■ **PROBLEM DESCRIPTION**: Make a verbatim copy of all the records.

•••••

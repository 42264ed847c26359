use crate::domain::user::{CreateUser, LoginRequest};
use crate::presentation::handlers::{ApiError, AppState};
use crate::presentation::middleware::AuthenticatedUser;
use actix_web::{HttpResponse, web};
use tracing::{error, info, instrument};

#[instrument(skip(state, req), fields(email = %req.email))]
pub async fn register(
    state: web::Data<AppState>,
    req: web::Json<CreateUser>,
) -> Result<HttpResponse, ApiError> {
    info!("Registration request received");

    let session = state
        .auth_service
        .register_user(req.into_inner())
        .await
        .map_err(|e| {
            error!(error = %e, "Failed to register user");
            ApiError::from(e)
        })?;

    info!(user_id = %session.user.id, "User registered successfully");
    Ok(HttpResponse::Created().json(session))
}

#[instrument(skip(state, req), fields(email = %req.email))]
pub async fn login(
    state: web::Data<AppState>,
    req: web::Json<LoginRequest>,
) -> Result<HttpResponse, ApiError> {
    info!("Login request received");

    let session = state
        .auth_service
        .login(req.into_inner())
        .await
        .map_err(|e| {
            error!(error = %e, "Failed to login");
            ApiError::from(e)
        })?;

    info!(user_id = %session.user.id, "Login successful");
    Ok(HttpResponse::Ok().json(session))
}

#[instrument(skip(state, user), fields(user_id = %user.user_id))]
pub async fn me(
    state: web::Data<AppState>,
    user: AuthenticatedUser,
) -> Result<HttpResponse, ApiError> {
    let profile = state.auth_service.current_user(&user.user_id).await?;
    Ok(HttpResponse::Ok().json(profile))
}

•••••

■ **TASK RESULT**:
repository 42264ed847c26359
use crate::domain::user::{CreateUser, LoginRequest};
use crate::presentation::handlers::{ApiError, AppState};
use crate::presentation::middleware::AuthenticatedUser;
use actix_web::{HttpResponse, web};
use tracing::{error, info, instrument};

#[instrument(skip(state, req), fields(email = %req.email))]
pub async fn register(
    state: web::Data<AppState>,
    req: web::Json<CreateUser>,
) -> Result<HttpResponse, ApiError> {
    info!("Registration request received");

    let session = state
        .auth_service
        .register_user(req.into_inner())
        .await
        .map_err(|e| {
            error!(error = %e, "Failed to register user");
            ApiError::from(e)
        })?;

    info!(user_id = %session.user.id, "User registered successfully");
    Ok(HttpResponse::Created().json(session))
}

#[instrument(skip(state, req), fields(email = %req.email))]
pub async fn login(
    state: web::Data<AppState>,
    req: web::Json<LoginRequest>,
) -> Result<HttpResponse, ApiError> {
    info!("Login request received");

    let session = state
        .auth_service
        .login(req.into_inner())
        .await
        .map_err(|e| {
            error!(error = %e, "Failed to login");
            ApiError::from(e)
        })?;

    info!(user_id = %session.user.id, "Login successful");
    Ok(HttpResponse::Ok().json(session))
}

#[instrument(skip(state, user), fields(user_id = %user.user_id))]
pub async fn me(
    state: web::Data<AppState>,
    user: AuthenticatedUser,
) -> Result<HttpResponse, ApiError> {
    let profile = state.auth_service.current_user(&user.user_id).await?;
    Ok(HttpResponse::Ok().json(profile))
}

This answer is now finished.